Writing, as a profession, is all about rejection and self-doubt. Regardless of your accomplishments, these two elements never go away. The way I deal with both is simply by showing up and focusing on the process, not the end result. I write because I love writing, the process of writing.” -Antonio Ruiz-Camacho

Antonio Ruiz-Camacho’s debut short story collection Barefoot Dogs won the Jesse H. Jones Award for Best Work of Fiction and was named a Best Book by Kirkus Reviews, San Francisco Chronicle, Texas Observer and PRI’s The World. His work has appeared in The New York Times, Salon, Texas Monthly, Texas Highways, and elsewhere. His essay “In the Valley of Mirrors,” published in Texas Highways in March 2020, was nominated for a National Magazine Award in 2021.

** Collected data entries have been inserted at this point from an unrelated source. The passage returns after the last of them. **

use std::fmt;
use std::str::FromStr;

use serde::{Deserialize, Serialize};

use crate::TintError;

/// 24-bit color, displayed as lowercase `#rrggbb`.
#[derive(Clone, Copy, Debug, PartialEq, Eq, Hash, Serialize, Deserialize)]
#[serde(try_from = "String", into = "String")]
pub struct Rgb {
    pub r: u8,
    pub g: u8,
    pub b: u8,
}

impl Rgb {
    pub const fn new(r: u8, g: u8, b: u8) -> Self {
        Self { r, g, b }
    }

    /// Channel-wise inverse (`255 - c`). Applying it twice yields the original color.
    pub const fn inverted(self) -> Self {
        Self { r: 255 - self.r, g: 255 - self.g, b: 255 - self.b }
    }
}

impl FromStr for Rgb {
    type Err = TintError;

    fn from_str(s: &str) -> Result<Self, Self::Err> {
        let hex = s.trim();
        let hex = hex.strip_prefix('#').unwrap_or(hex);
        if hex.len() != 6 || !hex.is_ascii() {
            return Err(TintError::InvalidColor(s.to_owned()));
        }

        let channel = |range: std::ops::Range<usize>| {
            u8::from_str_radix(&hex[range], 16).map_err(|_| TintError::InvalidColor(s.to_owned()))
        };

        Ok(Self { r: channel(0..2)?, g: channel(2..4)?, b: channel(4..6)? })
    }
}

impl fmt::Display for Rgb {
    fn fmt(&self, f: &mut fmt::Formatter<'_>) -> fmt::Result {
        write!(f, "#{:02x}{:02x}{:02x}", self.r, self.g, self.b)
    }
}

impl TryFrom<String> for Rgb {
    type Error = TintError;

    fn try_from(value: String) -> Result<Self, Self::Error> {
        value.parse()
    }
}

impl From<Rgb> for String {
    fn from(color: Rgb) -> Self {
        color.to_string()
    }
}

/// Invert a hex color string, returning it re-encoded as `#rrggbb`.
pub fn invert_hex(hex: &str) -> Result<String, TintError> {
    let color: Rgb = hex.parse()?;
    Ok(color.inverted().to_string())
}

On Saturday, May 11th, Antonio Ruiz-Camacho is teaching a class for the WLT called “Twisting Facts into Stories: Reality in Fiction and Nonfiction. In this class you’ll learn how to observe reality with the eyes of a journalist and imagination of a fiction writer in order to translate facts and events into riveting stories in any genre.

Here’s what Antonio had to share with us:


Scribe: Tell us a little bit about yourself. What do you write? How did you come to writing?

Antonio Ruiz-Camacho: I’m a fiction, nonfiction and journalism writer. I’m originally from Mexico but I’ve been living in Austin since 2004. I think I started writing when I was in middle school – these very vivid images would come to me in flashes and they wouldn’t stop haunting until I sat down and wrote them down. Pretty much that’s how my fiction writing process still works today.

Scribe: In your own work, how do you approach overcoming the challenges that come with writing, be it writer’s block or craft or business-related challenges?

ARC: Writing, as a profession, is all about rejection and self-doubt. Regardless of your accomplishments, these two elements never go away. The way I deal with both is simply by showing up and focusing on the process, not the end result. I write because I love writing, the process of writing – everything else, be it publishing, getting awards, promoting a book, applying for fellowships, having your work reviewed, I honestly don’t like it. It’s my least favorite part of the whole business. But sitting down and writing, getting lost in a story and playing with it, or wrestling with it, that’s what I love and that’s what I try to focus solely on.

Scribe: Has there been a moment of epiphany in terms of your work, when you thought, “This is it! Now I know what I’m doing?” How long did that feeling last?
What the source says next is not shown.